Decentralized AI agents monitoring Ethereum via Gensyn AXL P2P mesh and KeeperHub execution.
TriGuard eliminates the single point of failure in blockchain security monitoring. Instead of trusting one centralized bot, three fully independent AI agents each analyze live Ethereum Sepolia blocks and flag high-gas anomaly transactions. They communicate exclusively over Gensyn AXL — a decentralized peer-to-peer overlay network — to cast and collect votes without any central message broker.
Only when a majority consensus (2-of-3 agents) is reached does the system escalate. At that point, TriGuard invokes KeeperHub's execution layer via a webhook, passing the full raw transaction calldata. KeeperHub then runs its Web3 Risk Assessment AI, which simulates the transaction, decodes the function signature, and returns a structured risk report with a numeric score (0–100), risk level, and reasoning. This result is streamed in real-time to a live Awwwards-inspired dashboard built with GSAP and Lenis.
The result is a fully decentralized, two-layer security pipeline: Layer 1 (AXL) catches anomalies through consensus, and Layer 2 (KeeperHub) performs deep chain-level threat intelligence.
TriGuard is built entirely in Python, with three independent agent processes each running alongside a dedicated Gensyn AXL node binary. Each AXL node is configured to peer with the Gensyn Yggdrasil backbone, forming a real decentralized P2P mesh — no Redis, no Kafka, no central broker of any kind. Agents use Web3.py over an Alchemy RPC to poll live Ethereum Sepolia blocks and flag high-gas anomaly transactions. Votes are broadcast between agents exclusively through AXL's HTTP /send and /recv endpoints, and a custom 2-of-3 consensus engine determines when an alert should fire.
The hackiest part of the project was getting three AXL nodes to peer with each other on the same MacOS machine. By default, MacOS does not route Yggdrasil IPv6 overlay addresses, so nodes couldn't see each other via their public IPs. The fix was setting a uniform tcp_port: 7000 across all node configs so the internal gVisor virtual network stack could route them through the Gensyn backbone instead of directly.

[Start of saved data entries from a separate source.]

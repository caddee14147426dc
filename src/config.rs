use serde::Deserialize;

use crate::error::{AppError, Result};

#[derive(Debug, Deserialize, Clone)]
pub struct AppConfig {
    pub github: GitHubConfig,
    pub claude: ClaudeConfig,
    #[serde(default)]
    pub workflow: WorkflowConfig,
}

#[derive(Deserialize, Clone)]
pub struct GitHubConfig {
    pub token: String,
    /// Branch pull requests are opened against.
    #[serde(default = "default_base_branch")]
    pub base_branch: String,
    /// Override for GitHub Enterprise installations.
    #[serde(default)]
    pub api_base_url: Option<String>,
}

// Manual Debug impl to avoid leaking the token
impl std::fmt::Debug for GitHubConfig {
    fn fmt(&self, f: &mut std::fmt::Formatter<'_>) -> std::fmt::Result {
        f.debug_struct("GitHubConfig")
            .field("token", &"[REDACTED]")
            .field("base_branch", &self.base_branch)
            .field("api_base_url", &self.api_base_url)
            .finish()
    }
}

#[derive(Deserialize, Clone)]
pub struct ClaudeConfig {
    pub api_key: String,
    #[serde(default = "default_model")]
    pub model: String,
    #[serde(default = "default_max_tokens")]
    pub max_tokens: u32,
}

// Manual Debug impl to avoid leaking the API key
impl std::fmt::Debug for ClaudeConfig {
    fn fmt(&self, f: &mut std::fmt::Formatter<'_>) -> std::fmt::Result {
        f.debug_struct("ClaudeConfig")
            .field("api_key", &"[REDACTED]")
            .field("model", &self.model)
            .field("max_tokens", &self.max_tokens)
            .finish()
    }
}

/// What to do when the diagnosis reply could not be parsed.
#[derive(Debug, Deserialize, Clone, Copy, PartialEq, Eq, Default)]
#[serde(rename_all = "lowercase")]
pub enum FallbackPolicy {
    /// Keep going with the placeholder file path.
    #[default]
    Continue,
    /// Fail the run at the analysis stage.
    Abort,
}

#[derive(Debug, Deserialize, Clone)]
pub struct WorkflowConfig {
    #[serde(default = "default_branch_prefix")]
    pub branch_prefix: String,
    #[serde(default = "default_commit_summary_chars")]
    pub commit_summary_chars: usize,
    #[serde(default = "default_call_timeout_secs")]
    pub call_timeout_secs: u64,
    #[serde(default = "default_delete_orphaned_branch")]
    pub delete_orphaned_branch: bool,
    #[serde(default)]
    pub on_fallback_diagnosis: FallbackPolicy,
}

impl Default for WorkflowConfig {
    fn default() -> Self {
        Self {
            branch_prefix: default_branch_prefix(),
            commit_summary_chars: default_commit_summary_chars(),
            call_timeout_secs: default_call_timeout_secs(),
            delete_orphaned_branch: default_delete_orphaned_branch(),
            on_fallback_diagnosis: FallbackPolicy::default(),
        }
    }
}

impl WorkflowConfig {
    pub fn call_timeout(&self) -> std::time::Duration {
        std::time::Duration::from_secs(self.call_timeout_secs)
    }
}

fn default_base_branch() -> String {
    "main".to_string()
}

fn default_model() -> String {
    "claude-sonnet-4-20250514".to_string()
}

fn default_max_tokens() -> u32 {
    4096
}

fn default_branch_prefix() -> String {
    "auto-fix".to_string()
}

fn default_commit_summary_chars() -> usize {
    50
}

fn default_call_timeout_secs() -> u64 {
    120
}

fn default_delete_orphaned_branch() -> bool {
    true
}

impl AppConfig {
    pub fn load(config_path: Option<&str>) -> Result<Self> {
        let mut builder = config::Config::builder();

        // Conventional credential variables act as defaults
        for (key, var) in [
            ("github.token", "GITHUB_TOKEN"),
            ("claude.api_key", "ANTHROPIC_API_KEY"),
        ] {
            if let Ok(value) = std::env::var(var) {
                builder = builder
                    .set_default(key, value)
                    .map_err(|e| AppError::Config(e.to_string()))?;
            }
        }

        if let Some(path) = config_path {
            builder = builder.add_source(config::File::with_name(path));
        } else {
            builder = builder.add_source(config::File::with_name("pipeline-healer").required(false));
        }

        // Environment variable overrides with HEALER_ prefix
        builder = builder.add_source(
            config::Environment::with_prefix("HEALER")
                .separator("__")
                .try_parsing(true),
        );

        let config = builder
            .build()
            .map_err(|e| AppError::Config(e.to_string()))?;

        config
            .try_deserialize()
            .map_err(|e| AppError::Config(e.to_string()))
    }
}

#[cfg(test)]
mod tests {
    use super::*;

    fn write_config(contents: &str) -> (tempfile::TempDir, String) {
        let dir = tempfile::tempdir().unwrap();
        let path = dir.path().join("healer.toml");
        std::fs::write(&path, contents).unwrap();
        let path = path.to_string_lossy().into_owned();
        (dir, path)
    }

    #[test]
    fn test_defaults_fill_optional_sections() {
        let (_dir, path) = write_config(
            r#"
[github]
token = "ghp_test"

[claude]
api_key = "sk-test"
"#,
        );

        let config = AppConfig::load(Some(&path)).unwrap();
        assert_eq!(config.github.base_branch, "main");
        assert_eq!(config.workflow.branch_prefix, "auto-fix");
        assert_eq!(config.workflow.commit_summary_chars, 50);
        assert!(config.workflow.delete_orphaned_branch);
        assert_eq!(config.workflow.on_fallback_diagnosis, FallbackPolicy::Continue);
    }

    #[test]
    fn test_fallback_policy_parses() {
        let (_dir, path) = write_config(
            r#"
[github]
token = "ghp_test"

[claude]
api_key = "sk-test"

[workflow]
on_fallback_diagnosis = "abort"
call_timeout_secs = 5
"#,
        );

        let config = AppConfig::load(Some(&path)).unwrap();
        assert_eq!(config.workflow.on_fallback_diagnosis, FallbackPolicy::Abort);
        assert_eq!(config.workflow.call_timeout(), std::time::Duration::from_secs(5));
    }

    #[test]
    fn test_debug_redacts_secrets() {
        let github = GitHubConfig {
            token: "ghp_secret".to_string(),
            base_branch: "main".to_string(),
            api_base_url: None,
        };
        let claude = ClaudeConfig {
            api_key: "sk-secret".to_string(),
            model: default_model(),
            max_tokens: 1,
        };
        let rendered = format!("{github:?} {claude:?}");
        assert!(!rendered.contains("ghp_secret"));
        assert!(!rendered.contains("sk-secret"));
        assert!(rendered.contains("[REDACTED]"));
    }
}
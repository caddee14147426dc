//! Human-readable output for the command line.

use crate::platform::types::WorkflowRunSummary;
use crate::workflow::{WorkflowFailure, WorkflowState};

const RULE_WIDTH: usize = 60;
const SUMMARY_CHARS: usize = 100;

fn rule() -> String {
    "=".repeat(RULE_WIDTH)
}

fn truncate(text: &str, max_chars: usize) -> String {
    let mut out: String = text.chars().take(max_chars).collect();
    if text.chars().count() > max_chars {
        out.push_str("...");
    }
    out
}

pub fn banner(repo: &str, run_id: &str) -> String {
    format!(
        "🚀 Pipeline healer starting...\n{rule}\nRepository: {repo}\nRun ID: {run_id}\n{rule}",
        rule = rule()
    )
}

pub fn success(state: &WorkflowState) -> String {
    format!(
        "\n{rule}\n✅ HEALING COMPLETE!\n{rule}\nPull Request: {pr}\nBranch: {branch}\n\n📋 Summary:\nError: {error}\nFix: {fix}",
        rule = rule(),
        pr = state.pr_url().unwrap_or("N/A"),
        branch = state.branch_name().unwrap_or("N/A"),
        error = truncate(state.error_analysis().unwrap_or("N/A"), SUMMARY_CHARS),
        fix = truncate(state.fix_explanation().unwrap_or("N/A"), SUMMARY_CHARS),
    )
}

/// The error plus whatever the run produced before it stopped.
pub fn failure(outcome: &WorkflowFailure) -> String {
    let state = &outcome.state;
    let mut lines = vec![
        format!("\n❌ Error during healing: {}", outcome.error),
        format!("Stopped after stage: {}", state.last_completed_stage()),
    ];

    if let Some(logs) = state.error_logs() {
        lines.push(format!("Evidence: {}", truncate(logs.trim(), SUMMARY_CHARS)));
    }
    if let Some(diagnosis) = state.diagnosis() {
        lines.push(format!(
            "Diagnosis: [{}] {} - {}",
            diagnosis.error_type,
            diagnosis.failed_file,
            truncate(&diagnosis.analysis, SUMMARY_CHARS)
        ));
    }
    if let Some(fix) = state.fix() {
        lines.push(format!("Fix: {}", truncate(&fix.explanation, SUMMARY_CHARS)));
    }
    if let Some(branch) = state.branch_name() {
        lines.push(format!("Branch: {branch}"));
    }
    let mut source = std::error::Error::source(&outcome.error);
    while let Some(cause) = source {
        lines.push(format!("  caused by: {cause}"));
        source = std::error::Error::source(cause);
    }

    lines.join("\n")
}

pub fn workflow_runs(runs: &[WorkflowRunSummary]) -> String {
    if runs.is_empty() {
        return "No workflow runs found".to_string();
    }

    runs.iter()
        .map(|run| {
            let glyph = if run.conclusion.as_deref() == Some("success") {
                "✓"
            } else {
                "✗"
            };
            format!(
                "{glyph} Run #{} - {} - {} - {}",
                run.id,
                run.name,
                run.conclusion.as_deref().unwrap_or("in_progress"),
                run.head_commit_message.chars().take(50).collect::<String>()
            )
        })
        .collect::<Vec<_>>()
        .join("\n")
}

On the KeeperHub side, we use its Webhook node as the entry point, the Web3 Risk Assessment node to simulate the flagged transaction and generate a formal AI threat report (risk score 0–100, risk level, reasoning), and an HTTP Request node to POST that result back to our Flask dashboard's /api/risk endpoint. This turns KeeperHub into a true decentralized execution and intelligence layer, not just a notification tool. The frontend is vanilla HTML/CSS powered by GSAP and Lenis for an Awwwards-style dark animated dashboard, with Flask Server-Sent Events streaming all data live to the browser the moment KeeperHub returns its risk verdict.